How's it been adjusting to the game here?

I won't lie, it took me a while to adjust, you know, a few months. They said it might be weeks, but... I'm still adjusting! I'm learning. I don't know if I'm going to come back next year, but at least if I do I'll have an idea of what to expect. It's now almost the end of the season, and I'm feeling pretty good about the way I'm doing.

How was the minor leagues here?

[long pause]

[Laughs] Okay, nevermind...

Actually, you know what? It helped me to work on a few things I had to work on and to get away from all the stuff going on up here. But now I'm here, and I'm looking forward to finish strong and help the team go to the playoffs.

I ask everyone, but have you been studying Japanese while you're here?

Not really. I know a few words, but not enough to have a conversation with somebody. It seems like a pretty interesting language.

You mostly talk to teammates with an interpreter?

Yeah, we talk a lot, I answer a lot of questions, it's been a nice experience.

Who's your favorite teammate?

All the guys are nice. [Hiroyuki] Nakajima, I think we've been the closest, thoguh he's in China right now playing for the Olympics. Overall the team is pretty nice. Pretty nice guys, pretty great teammates, we play really well together.

Do you think you want to stay here for another year?

I don't know.
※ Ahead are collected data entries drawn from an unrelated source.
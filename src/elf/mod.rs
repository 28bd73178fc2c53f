use fnv::FnvHashMap;
use goblin::elf::{
    Elf,
    header::{self, ELFCLASS32, ELFCLASS64, ELFDATA2LSB, EM_RISCV, ET_DYN, ET_EXEC},
    program_header::PT_LOAD,
    sym::{STT_FUNC, STT_NOTYPE},
};
use thiserror::Error;
use tracing::debug;

use crate::cpu::Xlen;
use crate::mem::{DRAM_BASE, MemError, Memory};

/// Symbol name to address, filled once at load time.
pub type Symbols = FnvHashMap<String, u64>;

#[derive(Error, Debug)]
pub enum LoadError {
    #[error("malformed ELF: {0}")]
    Parse(#[from] goblin::error::Error),

    #[error("unsupported ELF class {0}")]
    UnsupportedClass(u8),

    #[error("expected little-endian ELF")]
    NotLittleEndian,

    #[error("expected RISC-V ELF, found machine type {0}")]
    WrongMachine(u16),

    #[error("unsupported ELF type {0} (want ET_EXEC or ET_DYN)")]
    UnsupportedType(u16),

    #[error("segment outside file: off=0x{offset:x} size=0x{size:x}")]
    SegmentOutsideFile { offset: u64, size: u64 },

    #[error("p_memsz smaller than p_filesz for segment at off=0x{0:x}")]
    SegmentSize(u64),

    #[error("segment outside RAM: [0x{start:x},0x{end:x}) not within [0x{ram_start:x},0x{ram_end:x})")]
    SegmentOutsideRam {
        start: u64,
        end: u64,
        ram_start: u64,
        ram_end: u64,
    },

    #[error("image of {size} bytes does not fit in {ram} bytes of RAM")]
    ImageTooLarge { size: u64, ram: u64 },

    #[error("device tree of {size} bytes does not fit the {max}-byte window")]
    DtbTooLarge { size: u64, max: u64 },

    #[error("memory write failed: {0}")]
    Mem(#[from] MemError),
}

/// What the loader learned from an ELF image.
#[derive(Debug)]
pub struct LoadedElf {
    pub entry: u64,
    pub symbols: Symbols,
    /// Address of `tohost` for self-checking test images.
    pub tohost: Option<u64>,
}

pub fn is_elf(bytes: &[u8]) -> bool {
    bytes.starts_with(b"\x7fELF")
}

/// Register width implied by the ELF class.
pub fn elf_xlen(bytes: &[u8]) -> Result<Xlen, LoadError> {
    let elf = Elf::parse(bytes)?;
    match elf.header.e_ident[header::EI_CLASS] {
        ELFCLASS32 => Ok(Xlen::Bit32),
        ELFCLASS64 => Ok(Xlen::Bit64),
        class => Err(LoadError::UnsupportedClass(class)),
    }
}

/// Copies every `PT_LOAD` segment of `bytes` to its physical address in `mem`
/// and zero-fills bss.
pub fn load_elf(bytes: &[u8], mem: &mut Memory) -> Result<LoadedElf, LoadError> {
    let elf = Elf::parse(bytes)?;

    // fail fast on inputs this machine cannot run
    let class = elf.header.e_ident[header::EI_CLASS];
    if class != ELFCLASS32 && class != ELFCLASS64 {
        return Err(LoadError::UnsupportedClass(class));
    }
    if elf.header.e_ident[header::EI_DATA] != ELFDATA2LSB {
        return Err(LoadError::NotLittleEndian);
    }
    if elf.header.e_machine != EM_RISCV {
        return Err(LoadError::WrongMachine(elf.header.e_machine));
    }
    if elf.header.e_type != ET_EXEC && elf.header.e_type != ET_DYN {
        return Err(LoadError::UnsupportedType(elf.header.e_type));
    }

    let ram_end = mem.end_addr();
    for ph in elf.program_headers.iter().filter(|ph| ph.p_type == PT_LOAD) {
        let (offset, file_size) = (ph.p_offset, ph.p_filesz);
        let file_end = offset
            .checked_add(file_size)
            .filter(|&end| end <= bytes.len() as u64)
            .ok_or(LoadError::SegmentOutsideFile {
                offset,
                size: file_size,
            })?;
        if ph.p_memsz < file_size {
            return Err(LoadError::SegmentSize(offset));
        }

        let start = ph.p_paddr;
        let end = start.checked_add(ph.p_memsz).unwrap_or(u64::MAX);
        if start < mem.base || end > ram_end {
            return Err(LoadError::SegmentOutsideRam {
                start,
                end,
                ram_start: mem.base,
                ram_end,
            });
        }

        mem.write_bytes(start, &bytes[offset as usize..file_end as usize])?;
        // p_memsz may be larger than p_filesz
        if ph.p_memsz > file_size {
            let zeros = vec![0u8; (ph.p_memsz - file_size) as usize];
            mem.write_bytes(start + file_size, &zeros)?;
        }
        debug!(
            start = format_args!("0x{start:x}"),
            size = ph.p_memsz,
            "segment loaded"
        );
    }

    let mut symbols = Symbols::default();
    let mut tohost = None;
    for sym in elf.syms.iter() {
        let Some(name) = elf.strtab.get_at(sym.st_name) else {
            continue;
        };
        if name == "tohost" {
            tohost = Some(sym.st_value);
        }
        if !name.is_empty() && matches!(sym.st_type(), STT_FUNC | STT_NOTYPE) {
            symbols.insert(name.to_string(), sym.st_value);
        }
    }

    Ok(LoadedElf {
        entry: elf.entry,
        symbols,
        tohost,
    })
}

/// Places a flat binary at the start of RAM. Returns the entry point.
pub fn load_raw(bytes: &[u8], mem: &mut Memory) -> Result<u64, LoadError> {
    if bytes.len() as u64 > mem.size() {
        return Err(LoadError::ImageTooLarge {
            size: bytes.len() as u64,
            ram: mem.size(),
        });
    }
    mem.write_bytes(DRAM_BASE, bytes)?;
    Ok(DRAM_BASE)
}

#[cfg(test)]
mod tests {
    use super::*;

    /// Minimal ELF64 executable: one PT_LOAD of `code` at DRAM_BASE plus a
    /// symbol table holding `_start` and `tohost`.
    fn tiny_elf64(code: &[u8]) -> Vec<u8> {
        const EHDR: usize = 64;
        const PHDR: usize = 56;
        const SHDR: usize = 64;
        let code_off = EHDR + PHDR;
        let strtab = b"\0_start\0tohost\0.symtab\0.strtab\0";
        let strtab_off = code_off + code.len();
        let symtab_off = strtab_off + strtab.len();
        let sym = |name: u32, info: u8, value: u64| {
            let mut s = Vec::new();
            s.extend_from_slice(&name.to_le_bytes());
            s.push(info);
            s.push(0);
            s.extend_from_slice(&1u16.to_le_bytes());
            s.extend_from_slice(&value.to_le_bytes());
            s.extend_from_slice(&0u64.to_le_bytes());
            s
        };
        let mut symtab = vec![0u8; 24];
        symtab.extend(sym(1, 0x12, DRAM_BASE)); // GLOBAL FUNC
        symtab.extend(sym(8, 0x10, DRAM_BASE + 0x1000)); // GLOBAL NOTYPE
        let shoff = symtab_off + symtab.len();

        let mut out = Vec::new();
        out.extend_from_slice(b"\x7fELF");
        out.extend_from_slice(&[2, 1, 1, 0]);
        out.extend_from_slice(&[0; 8]);
        out.extend_from_slice(&ET_EXEC.to_le_bytes());
        out.extend_from_slice(&EM_RISCV.to_le_bytes());
        out.extend_from_slice(&1u32.to_le_bytes());
        out.extend_from_slice(&DRAM_BASE.to_le_bytes()); // e_entry
        out.extend_from_slice(&(EHDR as u64).to_le_bytes()); // e_phoff
        out.extend_from_slice(&(shoff as u64).to_le_bytes()); // e_shoff
        out.extend_from_slice(&0u32.to_le_bytes());
        out.extend_from_slice(&(EHDR as u16).to_le_bytes());
        out.extend_from_slice(&(PHDR as u16).to_le_bytes());
        out.extend_from_slice(&1u16.to_le_bytes());
        out.extend_from_slice(&(SHDR as u16).to_le_bytes());
        out.extend_from_slice(&3u16.to_le_bytes()); // null, symtab, strtab
        out.extend_from_slice(&0u16.to_le_bytes());

        // PT_LOAD, RWX, memsz larger than filesz
        out.extend_from_slice(&PT_LOAD.to_le_bytes());
        out.extend_from_slice(&7u32.to_le_bytes());
        out.extend_from_slice(&(code_off as u64).to_le_bytes());
        out.extend_from_slice(&DRAM_BASE.to_le_bytes());
        out.extend_from_slice(&DRAM_BASE.to_le_bytes());
        out.extend_from_slice(&(code.len() as u64).to_le_bytes());
        out.extend_from_slice(&(code.len() as u64 + 16).to_le_bytes());
        out.extend_from_slice(&0x1000u64.to_le_bytes());

        out.extend_from_slice(code);
        out.extend_from_slice(strtab);
        out.extend_from_slice(&symtab);

        let shdr = |name: u32, kind: u32, off: usize, size: usize, link: u32, entsize: u64| {
            let mut s = Vec::new();
            s.extend_from_slice(&name.to_le_bytes());
            s.extend_from_slice(&kind.to_le_bytes());
            s.extend_from_slice(&0u64.to_le_bytes());
            s.extend_from_slice(&0u64.to_le_bytes());
            s.extend_from_slice(&(off as u64).to_le_bytes());
            s.extend_from_slice(&(size as u64).to_le_bytes());
            s.extend_from_slice(&link.to_le_bytes());
            s.extend_from_slice(&1u32.to_le_bytes()); // first global symbol
            s.extend_from_slice(&8u64.to_le_bytes());
            s.extend_from_slice(&entsize.to_le_bytes());
            s
        };
        out.extend(vec![0u8; SHDR]);
        out.extend(shdr(15, 2, symtab_off, symtab.len(), 2, 24)); // SHT_SYMTAB
        out.extend(shdr(23, 3, strtab_off, strtab.len(), 0, 0)); // SHT_STRTAB
        out
    }

    #[test]
    fn loads_segments_and_symbols() {
        let code = [0x13, 0x05, 0x50, 0x00]; // addi a0, zero, 5
        let image = tiny_elf64(&code);
        assert!(is_elf(&image));
        assert_eq!(elf_xlen(&image).unwrap(), Xlen::Bit64);

        let mut mem = Memory::new(0x10_0000);
        mem.write_u32(DRAM_BASE + 4, 0xffff_ffff).unwrap();
        let loaded = load_elf(&image, &mut mem).unwrap();
        assert_eq!(loaded.entry, DRAM_BASE);
        assert_eq!(mem.read_u32(DRAM_BASE), Ok(0x0050_0513));
        // bss was zeroed
        assert_eq!(mem.read_u32(DRAM_BASE + 4), Ok(0));
        assert_eq!(loaded.symbols.get("_start"), Some(&DRAM_BASE));
        assert_eq!(loaded.tohost, Some(DRAM_BASE + 0x1000));
    }

    #[test]
    fn segment_outside_ram_is_rejected() {
        let image = tiny_elf64(&[0; 4]);
        let mut mem = Memory::new(8);
        assert!(matches!(
            load_elf(&image, &mut mem),
            Err(LoadError::SegmentOutsideRam { .. })
        ));
    }

    #[test]
    fn raw_images_start_at_dram_base() {
        let mut mem = Memory::new(16);
        assert_eq!(load_raw(&[1, 2, 3], &mut mem).unwrap(), DRAM_BASE);
        assert_eq!(mem.read_u8(DRAM_BASE + 2), Ok(3));
        assert!(matches!(
            load_raw(&[0; 17], &mut mem),
            Err(LoadError::ImageTooLarge { size: 17, ram: 16 })
        ));
        assert!(!is_elf(&[1, 2, 3]));
    }
}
Right now I'm just thinking about this year, going year to year now. I don't want to worry about what will happen next year, just want to focus on finishing this year strong, and then see what happens next.
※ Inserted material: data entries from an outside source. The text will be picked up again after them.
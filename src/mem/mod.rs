use thiserror::Error;

/// Physical address where guest RAM starts.
pub const DRAM_BASE: u64 = 0x8000_0000;

/// What a memory access is for. Translation and fault reporting both depend on it.
#[derive(Debug, Clone, Copy, PartialEq, Eq, Hash)]
pub enum AccessKind {
    Fetch,
    Load,
    Store,
}

/// Access width in bytes.
#[derive(Debug, Clone, Copy, PartialEq, Eq)]
pub enum Width {
    B = 1,
    H = 2,
    W = 4,
    D = 8,
}

impl Width {
    pub const fn bytes(self) -> u64 {
        self as u64
    }
}

#[derive(Error, Debug, Clone, Copy, PartialEq, Eq)]
pub enum MemError {
    #[error("address out of range: 0x{0:x}")]
    Oob(u64),

    #[error("{kind:?} access fault at 0x{addr:x}")]
    AccessFault { kind: AccessKind, addr: u64 },

    #[error("{kind:?} page fault at 0x{addr:x}")]
    PageFault { kind: AccessKind, addr: u64 },
}

pub struct Memory {
    data: Vec<u8>,
    pub base: u64,
}

impl Memory {
    pub fn new(bytes: usize) -> Self {
        Self {
            data: vec![0; bytes],
            base: DRAM_BASE,
        }
    }

    fn check_oob(&self, addr: u64, size: u64) -> Result<usize, MemError> {
        let a = addr.checked_sub(self.base).ok_or(MemError::Oob(addr))?;
        let end = a.checked_add(size).ok_or(MemError::Oob(addr))?;
        if end > self.data.len() as u64 {
            return Err(MemError::Oob(addr));
        }
        Ok(a as usize)
    }

    /// True when `[addr, addr + size)` lies entirely inside RAM.
    pub fn contains(&self, addr: u64, size: u64) -> bool {
        self.check_oob(addr, size).is_ok()
    }

    pub fn read_u8(&self, addr: u64) -> Result<u8, MemError> {
        let off = self.check_oob(addr, 1)?;
        Ok(self.data[off])
    }

    pub fn read_u16(&self, addr: u64) -> Result<u16, MemError> {
        // Misaligned accesses are allowed
        let off = self.check_oob(addr, 2)?;
        let b = &self.data[off..off + 2];
        Ok(u16::from_le_bytes([b[0], b[1]]))
    }

    pub fn read_u32(&self, addr: u64) -> Result<u32, MemError> {
        let off = self.check_oob(addr, 4)?;
        let b = &self.data[off..off + 4];
        Ok(u32::from_le_bytes([b[0], b[1], b[2], b[3]]))
    }

    pub fn read_u64(&self, addr: u64) -> Result<u64, MemError> {
        let off = self.check_oob(addr, 8)?;
        let b = &self.data[off..off + 8];
        Ok(u64::from_le_bytes([
            b[0], b[1], b[2], b[3], b[4], b[5], b[6], b[7],
        ]))
    }

    pub fn write_u8(&mut self, addr: u64, v: u8) -> Result<(), MemError> {
        let off = self.check_oob(addr, 1)?;
        self.data[off] = v;
        Ok(())
    }

    pub fn write_u16(&mut self, addr: u64, v: u16) -> Result<(), MemError> {
        let off = self.check_oob(addr, 2)?;
        self.data[off..off + 2].copy_from_slice(&v.to_le_bytes());
        Ok(())
    }

    pub fn write_u32(&mut self, addr: u64, v: u32) -> Result<(), MemError> {
        let off = self.check_oob(addr, 4)?;
        self.data[off..off + 4].copy_from_slice(&v.to_le_bytes());
        Ok(())
    }

    pub fn write_u64(&mut self, addr: u64, v: u64) -> Result<(), MemError> {
        let off = self.check_oob(addr, 8)?;
        self.data[off..off + 8].copy_from_slice(&v.to_le_bytes());
        Ok(())
    }

    /// Zero-extended load of `width` bytes.
    pub fn load(&self, addr: u64, width: Width) -> Result<u64, MemError> {
        match width {
            Width::B => self.read_u8(addr).map(u64::from),
            Width::H => self.read_u16(addr).map(u64::from),
            Width::W => self.read_u32(addr).map(u64::from),
            Width::D => self.read_u64(addr),
        }
    }

    /// Stores the low `width` bytes of `v`.
    pub fn store(&mut self, addr: u64, width: Width, v: u64) -> Result<(), MemError> {
        match width {
            Width::B => self.write_u8(addr, v as u8),
            Width::H => self.write_u16(addr, v as u16),
            Width::W => self.write_u32(addr, v as u32),
            Width::D => self.write_u64(addr, v),
        }
    }

    pub fn read_bytes(&self, addr: u64, len: usize) -> Result<&[u8], MemError> {
        let off = self.check_oob(addr, len as u64)?;
        Ok(&self.data[off..off + len])
    }

    pub fn write_bytes(&mut self, addr: u64, bytes: &[u8]) -> Result<(), MemError> {
        let off = self.check_oob(addr, bytes.len() as u64)?;
        self.data[off..off + bytes.len()].copy_from_slice(bytes);
        Ok(())
    }

    pub fn size(&self) -> u64 {
        self.data.len() as u64
    }

    pub fn end_addr(&self) -> u64 {
        self.base + self.data.len() as u64
    }
}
You've been doing great. You're really popular.

I'm doing all right. The fans are great, and like I told you, they only look at the things that you do positive, and that helps a LOT.

What's it like playing for a Japanese manager? Does it change the game for you?

It's a little bit different. They don't say much, they make a lot of faces, so you don't know what he's thinking exactly but you can imagine what's going on in his mind. My manager is a pretty nice guy, pretty quiet, but when he does talk, he lets you know what he thinks. I think that says a lot about him.

[switches off recorder]

I thanked him for his time, and my Seibu Lions friend who let me on the field in the first place was nice enough to take a picture of us:

Believe me when I say it's been really neat to see so many former Mariners players who are now in Japan. I wish Hiram all the best of luck... except when he's playing against the Fighters, of course :)

Just like last time, I'm still working on learning how to do this whole interviewing thing, and I thought of a whole bunch more questions while I was transcribing it, but I hope people enjoyed reading it anyway!

(Next, I will have to talk about the rest of my adventure at the Seibu Dome today, but I wanted to do this first as a thank you to the Seibu folks. I get the impression they sometimes get the short stick in terms of English-language coverage of the team, although I suppose it makes sense right now in the midst of the Olympics.)